### WORK ITEM:
Copy each line below in which the string "FnOnce" appears.

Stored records

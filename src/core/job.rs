//! Schedulable units of work.
//!
//! A [`Job`] carries its timing state as plain fields and its behaviour as a
//! boxed closure, so the scheduler has no knowledge of what the work is.

use std::fmt;

use serde::{Deserialize, Serialize};
use tracing::warn;
use uuid::Uuid;

use super::fault;
use super::rate::Rate;
use super::AppResult;

/// Unique identifier of a submitted job.
#[derive(Debug, Clone, Copy, PartialEq, Eq, Hash, Serialize, Deserialize)]
pub struct JobId(Uuid);

impl JobId {
    fn new() -> Self {
        Self(Uuid::new_v4())
    }
}

impl fmt::Display for JobId {
    fn fmt(&self, f: &mut fmt::Formatter<'_>) -> fmt::Result {
        write!(f, "{}", self.0)
    }
}

/// Grouping key used for batch cancellation and lookup.
#[derive(Debug, Clone, PartialEq, Eq, Hash, Serialize, Deserialize)]
#[serde(rename_all = "snake_case")]
pub enum JobKey {
    /// Work owned by a world entity, keyed by its index.
    Entity(u64),
    /// Work owned by a named subsystem (e.g. `"shop-restock"`).
    Named(String),
}

impl From<u64> for JobKey {
    fn from(index: u64) -> Self {
        Self::Entity(index)
    }
}

impl From<&str> for JobKey {
    fn from(name: &str) -> Self {
        Self::Named(name.to_string())
    }
}

impl From<String> for JobKey {
    fn from(name: String) -> Self {
        Self::Named(name)
    }
}

impl fmt::Display for JobKey {
    fn fmt(&self, f: &mut fmt::Formatter<'_>) -> fmt::Result {
        match self {
            Self::Entity(index) => write!(f, "entity:{index}"),
            Self::Named(name) => write!(f, "{name}"),
        }
    }
}

/// The work performed each time a job fires.
pub type JobAction = Box<dyn FnMut(&mut JobContext<'_>) -> AppResult<()> + Send>;

/// Hook invoked exactly once when a job is cancelled.
pub type CancelHook = Box<dyn FnOnce() + Send>;

/// Timing and lifecycle fields of a job.
#[derive(Debug, Clone)]
pub(crate) struct JobState {
    pub(crate) id: JobId,
    pub(crate) key: Option<JobKey>,
    pub(crate) rate: Rate,
    /// Delay as requested, in units of `rate`.
    pub(crate) requested_delay: u64,
    /// Effective delay in ticks.
    pub(crate) delay: u64,
    pub(crate) current_delay: u64,
    pub(crate) pause_delay: u64,
    pub(crate) running: bool,
    pub(crate) initial_run: bool,
    pub(crate) fire_count: u64,
}

impl JobState {
    pub(crate) fn snapshot(&self) -> JobSnapshot {
        JobSnapshot {
            id: self.id,
            key: self.key.clone(),
            rate: self.rate,
            delay: self.delay,
            current_delay: self.current_delay,
            pause_delay: self.pause_delay,
            running: self.running,
            fire_count: self.fire_count,
        }
    }
}

/// A schedulable, possibly recurring unit of work.
///
/// ```
/// use tick_engine::core::{Job, Rate, Scheduler};
///
/// let mut scheduler = Scheduler::new();
/// let job = Job::new(5, |ctx| {
///     // restock the shop, then stop
///     ctx.cancel();
///     Ok(())
/// })
/// .with_rate(Rate::ExactMinute)
/// .with_key("shop-restock");
/// scheduler.submit(job);
/// ```
pub struct Job {
    pub(crate) state: JobState,
    action: JobAction,
    on_cancel: Option<CancelHook>,
}

impl Job {
    /// Create a running job firing every `delay` ticks.
    pub fn new<F>(delay: u64, action: F) -> Self
    where
        F: FnMut(&mut JobContext<'_>) -> AppResult<()> + Send + 'static,
    {
        let rate = Rate::Default;
        Self {
            state: JobState {
                id: JobId::new(),
                key: None,
                rate,
                requested_delay: delay,
                delay: rate.ticks(delay),
                current_delay: 0,
                pause_delay: 0,
                running: true,
                initial_run: false,
                fire_count: 0,
            },
            action: Box::new(action),
            on_cancel: None,
        }
    }

    /// Interpret the delay in units of `rate`.
    #[must_use]
    pub fn with_rate(mut self, rate: Rate) -> Self {
        self.state.rate = rate;
        self.state.delay = rate.ticks(self.state.requested_delay);
        self
    }

    /// Attach a key for batch cancellation and lookup.
    #[must_use]
    pub fn with_key(mut self, key: impl Into<JobKey>) -> Self {
        self.state.key = Some(key.into());
        self
    }

    /// Fire once synchronously at submission, in addition to the schedule.
    #[must_use]
    pub const fn with_initial_run(mut self, initial_run: bool) -> Self {
        self.state.initial_run = initial_run;
        self
    }

    /// Hold the delay counter for `ticks` ticks after admission.
    #[must_use]
    pub const fn paused_for(mut self, ticks: u64) -> Self {
        self.state.pause_delay = ticks;
        self
    }

    /// Run `hook` when the job is cancelled, by key or from inside `fire()`.
    #[must_use]
    pub fn on_cancel<F>(mut self, hook: F) -> Self
    where
        F: FnOnce() + Send + 'static,
    {
        self.on_cancel = Some(Box::new(hook));
        self
    }

    /// Identifier assigned at construction.
    #[must_use]
    pub const fn id(&self) -> JobId {
        self.state.id
    }

    /// Key, if any.
    #[must_use]
    pub const fn key(&self) -> Option<&JobKey> {
        self.state.key.as_ref()
    }

    /// Effective delay in ticks.
    #[must_use]
    pub const fn delay(&self) -> u64 {
        self.state.delay
    }

    /// Whether the job is still scheduled.
    #[must_use]
    pub const fn is_running(&self) -> bool {
        self.state.running
    }

    /// Read-only view for diagnostics.
    #[must_use]
    pub fn snapshot(&self) -> JobSnapshot {
        self.state.snapshot()
    }

    /// Stop the job and run its cancellation hook if this is the first stop.
    pub(crate) fn cancel(&mut self) {
        cancel_state(&mut self.state, &mut self.on_cancel);
    }

    /// Invoke the action. Jobs it submits are appended to `spawned`.
    pub(crate) fn fire(&mut self, spawned: &mut Vec<Job>) -> AppResult<()> {
        self.state.fire_count += 1;
        let mut ctx = JobContext {
            state: &mut self.state,
            on_cancel: &mut self.on_cancel,
            spawned,
        };
        (self.action)(&mut ctx)
    }
}

impl fmt::Debug for Job {
    fn fmt(&self, f: &mut fmt::Formatter<'_>) -> fmt::Result {
        f.debug_struct("Job")
            .field("state", &self.state)
            .field("has_cancel_hook", &self.on_cancel.is_some())
            .finish_non_exhaustive()
    }
}

fn cancel_state(state: &mut JobState, on_cancel: &mut Option<CancelHook>) {
    if !state.running {
        return;
    }
    state.running = false;
    if let Some(hook) = on_cancel.take() {
        if let Err(message) = fault::guard(|| {
            hook();
            Ok(())
        }) {
            warn!(job = %state.id, key = ?state.key, error = %message, "cancel hook failed");
        }
    }
}

/// Handle given to a job's action while it fires.
pub struct JobContext<'a> {
    state: &'a mut JobState,
    on_cancel: &'a mut Option<CancelHook>,
    spawned: &'a mut Vec<Job>,
}

impl JobContext<'_> {
    /// Stop the job; it is swept before the next tick processes it.
    pub fn cancel(&mut self) {
        cancel_state(self.state, self.on_cancel);
    }

    /// Whether the job is still scheduled.
    #[must_use]
    pub const fn is_running(&self) -> bool {
        self.state.running
    }

    /// Change the delay, in units of the job's rate. Applies at the next
    /// comparison.
    pub fn set_delay(&mut self, delay: u64) {
        self.state.requested_delay = delay;
        self.state.delay = self.state.rate.ticks(delay);
    }

    /// Freeze the delay counter for `ticks` ticks.
    pub fn pause(&mut self, ticks: u64) {
        self.state.pause_delay = ticks;
    }

    /// Effective delay in ticks.
    #[must_use]
    pub const fn delay(&self) -> u64 {
        self.state.delay
    }

    /// Key, if any.
    #[must_use]
    pub const fn key(&self) -> Option<&JobKey> {
        self.state.key.as_ref()
    }

    /// Job identifier.
    #[must_use]
    pub const fn id(&self) -> JobId {
        self.state.id
    }

    /// Number of times the job has fired, including this one.
    #[must_use]
    pub const fn fire_count(&self) -> u64 {
        self.state.fire_count
    }

    /// Submit a follow-up job. It is queued once the current pass ends and
    /// admitted on the next tick; an initial run still fires at once.
    pub fn submit(&mut self, job: Job) -> JobId {
        let id = job.id();
        self.spawned.push(job);
        id
    }
}

/// Read-only snapshot of a job.
#[derive(Debug, Clone, PartialEq, Eq, Serialize)]
pub struct JobSnapshot {
    /// Job identifier.
    pub id: JobId,
    /// Key, if any.
    pub key: Option<JobKey>,
    /// Rate the delay was expressed in.
    pub rate: Rate,
    /// Effective delay in ticks.
    pub delay: u64,
    /// Ticks counted since the last fire.
    pub current_delay: u64,
    /// Remaining paused ticks.
    pub pause_delay: u64,
    /// Whether the job is still scheduled.
    pub running: bool,
    /// Times fired so far.
    pub fire_count: u64,
}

### ANSWER TO THE PROBLEM:
pub type CancelHook = Box<dyn FnOnce() + Send>;
        F: FnOnce() + Send + 'static,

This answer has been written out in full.